▸ **What is needed**
What number of lines in the data below contain the string "PatternResult"? Answer with that number alone.

*** Opening of Excerpted records ***

//! Best and worst project types and industries by mean profit.

use std::sync::Arc;

use indexmap::IndexMap;
use serde::{Deserialize, Serialize};

use super::result::{PatternKind, PatternPayload, PatternResult};
use super::PatternAgent;
use crate::engine::{compare, group_by_key, mean, Comparison, KeyExtractor, Metric, Template};
use crate::error::Result;
use crate::record::Record;

const TYPE_TEMPLATE: &str = "Most profitable project type: {best} (avg profit: {best_mean})\n\
                             Least profitable project type: {worst} (avg profit: {worst_mean})";
const INDUSTRY_TEMPLATE: &str = "Most profitable industry: {best} (avg profit: {best_mean})\n\
                                 Least profitable industry: {worst} (avg profit: {worst_mean})";

/// Comparative profitability figures.
#[derive(Debug, Clone, PartialEq, Serialize, Deserialize)]
pub struct ProfitabilitySummary {
    pub by_type: Option<Comparison>,
    pub by_industry: Option<Comparison>,
    pub avg_profit_by_type: IndexMap<String, f64>,
    pub avg_profit_by_industry: IndexMap<String, f64>,
    /// Mean profit margin over records carrying one.
    pub avg_margin: Option<f64>,
    /// `Profit ≈ m × Revenue`.
    pub equation: Option<String>,
    pub lines: Vec<String>,
}

/// Comparative mode over project type and industry.
#[derive(Debug, Clone)]
pub struct ProfitabilityAgent {
    records: Arc<[Record]>,
}

impl ProfitabilityAgent {
    pub fn new(records: impl Into<Arc<[Record]>>) -> Self {
        Self {
            records: records.into(),
        }
    }

    pub fn summarize(&self) -> ProfitabilitySummary {
        let profit = Metric::Mean {
            field: "profit".to_string(),
        };

        let (by_type, avg_profit_by_type) = self.compare_on("project_type", &profit, TYPE_TEMPLATE);
        let (by_industry, avg_profit_by_industry) =
            self.compare_on("industry", &profit, INDUSTRY_TEMPLATE);

        let margins: Vec<f64> = self.records.iter().filter_map(|r| r.number("profit_margin")).collect();
        let avg_margin = mean(&margins);
        let equation = avg_margin.map(|m| format!("Profit ≈ {:.2} × Revenue", m));

        let mut lines: Vec<String> = [&by_type, &by_industry]
            .into_iter()
            .flatten()
            .flat_map(|c| c.summary.lines().map(str::to_string).collect::<Vec<_>>())
            .collect();
        if let Some(ref eq) = equation {
            lines.push(format!("General profit equation: {}", eq));
        }

        ProfitabilitySummary {
            by_type,
            by_industry,
            avg_profit_by_type,
            avg_profit_by_industry,
            avg_margin,
            equation,
            lines,
        }
    }

    fn compare_on(
        &self,
        field: &str,
        metric: &Metric,
        template: &str,
    ) -> (Option<Comparison>, IndexMap<String, f64>) {
        let groups = group_by_key(&self.records, &KeyExtractor::fields(&[field]));
        let aggregates = groups.aggregate(metric);
        let means = aggregates
            .iter()
            .filter_map(|a| Some((a.key.part(0)?.to_string(), a.observed?)))
            .collect();
        (compare(&aggregates, &Template::new(template)), means)
    }
}

impl PatternAgent for ProfitabilityAgent {
    fn name(&self) -> &str {
        "profitability"
    }

    fn records(&self) -> &[Record] {
        &self.records
    }

    fn detect(&self) -> Result<PatternResult> {
        Ok(PatternResult::new(
            PatternKind::Profitability,
            PatternPayload::Profitability(self.summarize()),
        ))
    }
}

*** Close of Excerpted records ***

▸ **Reply to the exercise**
3